The Fly, the Bat, and the Worm

The Fly, the Bat, and the Worm is a didactic calca presented as a thought experiment about perception, communication, and shared structure.

Definition

The calca imagines three “protan” creatures that each possess only one sense: - a fly (all vision), - a bat (all hearing/echolocation), and - a worm (all touch).

Placed with an object—and then with a disguised trap—in a large cavern, each creature can discover different facts about the same thing through its own modality. To avoid being caught, they must cooperate. The key claim is that the only language they can reliably share is one of geometry and time: distances, shapes, proximities, and temporal relations. In this framing, complex mechanisms (gears, shafts, springs) become describable across senses only via measurable relations and sequences in space‑time.

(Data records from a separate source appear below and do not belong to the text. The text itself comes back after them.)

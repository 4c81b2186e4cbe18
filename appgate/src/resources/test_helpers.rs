//! Test helpers for resources

use mockito::ServerGuard;
use std::any::Any;
use std::collections::HashMap;
use std::sync::Arc;
use tfplug::resource::{
    ConfigureResourceRequest, CreateResourceRequest, CreateResourceResponse,
    DeleteResourceRequest, DeleteResourceResponse, ReadResourceRequest, ReadResourceResponse,
    UpdateResourceRequest, UpdateResourceResponse,
};
use tfplug::types::{ClientCapabilities, Dynamic, DynamicValue};
use tfplug::{Context, Resource, ResourceWithConfigure};

use super::engine::{ManagedResource, Reconciler};
use crate::api::test_helpers::{connect, mock_login};
use crate::api::ApiRevision;
use crate::provider_data::AppgateProviderData;

pub fn object(pairs: Vec<(&str, Dynamic)>) -> Dynamic {
    Dynamic::Map(
        pairs
            .into_iter()
            .map(|(k, v)| (k.to_string(), v))
            .collect::<HashMap<_, _>>(),
    )
}

pub fn value(pairs: Vec<(&str, Dynamic)>) -> DynamicValue {
    DynamicValue::new(object(pairs))
}

pub fn strings(items: &[&str]) -> Dynamic {
    Dynamic::List(items.iter().map(|s| Dynamic::from(*s)).collect())
}

pub fn blocks(items: Vec<Dynamic>) -> Dynamic {
    Dynamic::List(items)
}

/// Logs in against `server` at `revision` and hands the session to `resource`
pub async fn configured<R: Reconciler>(
    mut resource: ManagedResource<R>,
    server: &mut ServerGuard,
    revision: ApiRevision,
    version: Option<&str>,
) -> ManagedResource<R> {
    mock_login(server, revision, version).await;
    let client = connect(server, revision).await.unwrap();
    let data: Arc<dyn Any + Send + Sync> = Arc::new(AppgateProviderData::new(client));

    let response = resource
        .configure(
            Context::new(),
            ConfigureResourceRequest {
                provider_data: Some(data),
            },
        )
        .await;
    assert!(response.diagnostics.is_empty(), "{:?}", response.diagnostics);
    resource
}

pub async fn create<R: Reconciler>(
    resource: &ManagedResource<R>,
    planned: DynamicValue,
) -> CreateResourceResponse {
    resource
        .create(
            Context::new(),
            CreateResourceRequest {
                type_name: resource.type_name().to_string(),
                config: planned.clone(),
                planned_state: planned,
                provider_meta: None,
            },
        )
        .await
}

pub async fn read<R: Reconciler>(
    resource: &ManagedResource<R>,
    current: DynamicValue,
) -> ReadResourceResponse {
    resource
        .read(
            Context::new(),
            ReadResourceRequest {
                type_name: resource.type_name().to_string(),
                current_state: current,
                provider_meta: None,
                client_capabilities: ClientCapabilities::default(),
            },
        )
        .await
}

pub async fn update<R: Reconciler>(
    resource: &ManagedResource<R>,
    prior: DynamicValue,
    planned: DynamicValue,
) -> UpdateResourceResponse {
    resource
        .update(
            Context::new(),
            UpdateResourceRequest {
                type_name: resource.type_name().to_string(),
                prior_state: prior,
                config: planned.clone(),
                planned_state: planned,
                provider_meta: None,
            },
        )
        .await
}

pub async fn delete<R: Reconciler>(
    resource: &ManagedResource<R>,
    prior: DynamicValue,
) -> DeleteResourceResponse {
    resource
        .delete(
            Context::new(),
            DeleteResourceRequest {
                type_name: resource.type_name().to_string(),
                prior_state: prior,
                provider_meta: None,
            },
        )
        .await
}
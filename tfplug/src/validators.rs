//! Built-in attribute validators
//!
//! Validators receive one scalar value at a time; collection attributes are
//! validated element by element by the schema walker.

use crate::schema::{Validator, ValidatorRequest, ValidatorResponse};
use crate::types::{AttributePath, Diagnostic, Dynamic};
use regex::Regex;
use std::net::IpAddr;

fn invalid(path: &AttributePath, summary: &str, detail: String) -> ValidatorResponse {
    ValidatorResponse {
        diagnostics: vec![Diagnostic::error(summary, detail).with_attribute(path.clone())],
    }
}

fn ok() -> ValidatorResponse {
    ValidatorResponse {
        diagnostics: Vec::new(),
    }
}

/// Accepts only one of a fixed set of strings
pub struct StringOneOf {
    allowed: Vec<String>,
}

impl StringOneOf {
    pub fn create(allowed: &[&str]) -> Box<dyn Validator> {
        Box::new(Self {
            allowed: allowed.iter().map(|s| s.to_string()).collect(),
        })
    }
}

impl Validator for StringOneOf {
    fn description(&self) -> String {
        format!("value must be one of: {}", self.allowed.join(", "))
    }

    fn validate(&self, request: ValidatorRequest) -> ValidatorResponse {
        match &request.config_value.value {
            Dynamic::String(s) if !self.allowed.iter().any(|a| a == s) => invalid(
                &request.path,
                "Invalid attribute value",
                format!(
                    "{} must be one of [{}], got \"{}\"",
                    request.path,
                    self.allowed.join(", "),
                    s
                ),
            ),
            _ => ok(),
        }
    }
}

/// Bounds the length of a string
pub struct StringLength {
    min: Option<usize>,
    max: Option<usize>,
}

impl StringLength {
    pub fn create(min: Option<usize>, max: Option<usize>) -> Box<dyn Validator> {
        Box::new(Self { min, max })
    }
}

impl Validator for StringLength {
    fn description(&self) -> String {
        format!("string length must be within {:?}..{:?}", self.min, self.max)
    }

    fn validate(&self, request: ValidatorRequest) -> ValidatorResponse {
        let Dynamic::String(s) = &request.config_value.value else {
            return ok();
        };
        let len = s.chars().count();
        if let Some(min) = self.min {
            if len < min {
                return invalid(
                    &request.path,
                    "Invalid attribute value length",
                    format!("{} must have minimum length of {}, got {}", request.path, min, len),
                );
            }
        }
        if let Some(max) = self.max {
            if len > max {
                return invalid(
                    &request.path,
                    "Invalid attribute value length",
                    format!("{} must have maximum length of {}, got {}", request.path, max, len),
                );
            }
        }
        ok()
    }
}

/// Requires a string to match a regular expression
pub struct StringMatches {
    pattern: Regex,
    description: String,
}

impl StringMatches {
    pub fn create(pattern: Regex, description: &str) -> Box<dyn Validator> {
        Box::new(Self {
            pattern,
            description: description.to_string(),
        })
    }
}

impl Validator for StringMatches {
    fn description(&self) -> String {
        format!("value must be {}", self.description)
    }

    fn validate(&self, request: ValidatorRequest) -> ValidatorResponse {
        match &request.config_value.value {
            Dynamic::String(s) if !self.pattern.is_match(s) => invalid(
                &request.path,
                "Invalid attribute value",
                format!("{} must be {}, got \"{}\"", request.path, self.description, s),
            ),
            _ => ok(),
        }
    }
}

/// Requires a whole number within an inclusive range
pub struct IntBetween {
    min: i64,
    max: i64,
}

impl IntBetween {
    pub fn create(min: i64, max: i64) -> Box<dyn Validator> {
        Box::new(Self { min, max })
    }
}

impl Validator for IntBetween {
    fn description(&self) -> String {
        format!("value must be a whole number between {} and {}", self.min, self.max)
    }

    fn validate(&self, request: ValidatorRequest) -> ValidatorResponse {
        let Dynamic::Number(n) = request.config_value.value else {
            return ok();
        };
        if n.fract() != 0.0 || n < self.min as f64 || n > self.max as f64 {
            return invalid(
                &request.path,
                "Invalid attribute value",
                format!(
                    "{} must be a whole number between {} and {}, got {}",
                    request.path, self.min, self.max, n
                ),
            );
        }
        ok()
    }
}

/// Requires an IPv4 or IPv6 address
pub struct IsIpAddress;

impl IsIpAddress {
    pub fn create() -> Box<dyn Validator> {
        Box::new(Self)
    }
}

impl Validator for IsIpAddress {
    fn description(&self) -> String {
        "value must be a valid IP address".to_string()
    }

    fn validate(&self, request: ValidatorRequest) -> ValidatorResponse {
        match &request.config_value.value {
            Dynamic::String(s) if s.parse::<IpAddr>().is_err() => invalid(
                &request.path,
                "Invalid IP address",
                format!("{} must be a valid IP address, got \"{}\"", request.path, s),
            ),
            _ => ok(),
        }
    }
}

/// Requires CIDR notation such as `10.0.0.0/16` or `2001:db8::/32`
pub struct IsCidr;

impl IsCidr {
    pub fn create() -> Box<dyn Validator> {
        Box::new(Self)
    }

    fn is_cidr(value: &str) -> bool {
        let Some((addr, prefix)) = value.split_once('/') else {
            return false;
        };
        let Ok(addr) = addr.parse::<IpAddr>() else {
            return false;
        };
        let max = if addr.is_ipv4() { 32 } else { 128 };
        matches!(prefix.parse::<u8>(), Ok(p) if p <= max)
    }
}

impl Validator for IsCidr {
    fn description(&self) -> String {
        "value must be a network in CIDR notation".to_string()
    }

    fn validate(&self, request: ValidatorRequest) -> ValidatorResponse {
        match &request.config_value.value {
            Dynamic::String(s) if !Self::is_cidr(s) => invalid(
                &request.path,
                "Invalid CIDR notation",
                format!("{} must be a network in CIDR notation, got \"{}\"", request.path, s),
            ),
            _ => ok(),
        }
    }
}

#[cfg(test)]
mod tests {
    use super::*;
    use crate::types::DynamicValue;

    fn check(validator: &dyn Validator, value: Dynamic) -> Vec<Diagnostic> {
        validator
            .validate(ValidatorRequest {
                config_value: DynamicValue::new(value),
                path: AttributePath::new("field"),
            })
            .diagnostics
    }

    #[test]
    fn one_of_accepts_listed_values_only() {
        let v = StringOneOf::create(&["Disabled", "TCP", "UDP-TCP"]);
        assert!(check(v.as_ref(), Dynamic::from("TCP")).is_empty());

        let diags = check(v.as_ref(), Dynamic::from("UDP"));
        assert_eq!(diags.len(), 1);
        assert!(diags[0].detail.contains("Disabled, TCP, UDP-TCP"));
    }

    #[test]
    fn string_length_bounds() {
        let v = StringLength::create(Some(3), Some(5));
        assert!(check(v.as_ref(), Dynamic::from("abcd")).is_empty());
        assert!(check(v.as_ref(), Dynamic::from("ab"))[0]
            .detail
            .contains("minimum length"));
        assert!(check(v.as_ref(), Dynamic::from("abcdef"))[0]
            .detail
            .contains("maximum length"));
    }

    #[test]
    fn string_matches_pattern() {
        let v = StringMatches::create(Regex::new(r"^\d+$").unwrap(), "numeric");
        assert!(check(v.as_ref(), Dynamic::from("123")).is_empty());
        assert_eq!(check(v.as_ref(), Dynamic::from("12a")).len(), 1);
    }

    #[test]
    fn int_between_rejects_fractions_and_out_of_range() {
        let v = IntBetween::create(1, 65535);
        assert!(check(v.as_ref(), Dynamic::Number(443.0)).is_empty());
        assert_eq!(check(v.as_ref(), Dynamic::Number(0.0)).len(), 1);
        assert_eq!(check(v.as_ref(), Dynamic::Number(1.5)).len(), 1);
    }

    #[test]
    fn ip_address_and_cidr() {
        let ip = IsIpAddress::create();
        assert!(check(ip.as_ref(), Dynamic::from("10.0.0.1")).is_empty());
        assert!(check(ip.as_ref(), Dynamic::from("2001:800::1")).is_empty());
        assert_eq!(check(ip.as_ref(), Dynamic::from("10.0.0.300")).len(), 1);

        let cidr = IsCidr::create();
        assert!(check(cidr.as_ref(), Dynamic::from("10.0.0.0/16")).is_empty());
        assert!(check(cidr.as_ref(), Dynamic::from("2001:db8::/32")).is_empty());
        assert_eq!(check(cidr.as_ref(), Dynamic::from("10.0.0.0/33")).len(), 1);
        assert_eq!(check(cidr.as_ref(), Dynamic::from("10.0.0.0")).len(), 1);
    }

    #[test]
    fn non_string_values_are_ignored_by_string_validators() {
        let v = StringOneOf::create(&["a"]);
        assert!(check(v.as_ref(), Dynamic::Bool(true)).is_empty());
    }
}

A further implication drawn in the discussion is that human cognition functions, in effect, like cooperating “fly/bat/worm” subsystems: heterogeneous sensory processes are integrated by translating inputs into a common geometric‑temporal representation. This is offered as a post‑Sconic way to explain how a unified model of the world arises from disparate givens.

Context and Usage

  • Within the maths, the calca is known as a traditional way to explain to fids the Sconic style of thinking about what minds can usefully address and how different modalities can converge on shared structure.
  • During recent travel extramuros, an avout used this calca to converse with a Bazian driver at a mountain retreat. In the same period, observers related it to a separate topic: a geometric proof visible on an icosahedral craft was interpreted as a deliberate attempt to bypass language, appealing to universally graspable relations; see Adrakhonic Theorem.

Related Terms

  • Calca — the teaching form in which this explanation is given.
  • Avout — the mathic community that employs and transmits this calca.
  • Adrakhonic Theorem — the canonical geometric result cited as a language‑independent emblem.
  • Hylaean Theoric World — the realm of ideal forms toward which such geometric reasoning is directed in mathic teaching.

Notes

  • The move from a harmless object to a trap introduces survival stakes, forcing convergence on the minimal shared lexicon (measurement and sequence) rather than sense‑specific descriptions.
  • The calca’s “protan” creatures are idealized to strip away confounding overlaps of real senses. The point is not zoological analogy but the claim that geometry and time form the only universally translatable code among differing modalities.
  • Some discussants characterize the use of a geometric proof as a public emblem as unsettling precisely because it presumes such common ground across minds that do not share language.
Summary:

A teaching calca used by avout to illustrate how minds with different senses can reach common understanding through geometry and time. In current discussion it helps explain Sconic‑style limits on talk about what lies beyond experience and why a geometric proof can serve as a language‑independent message.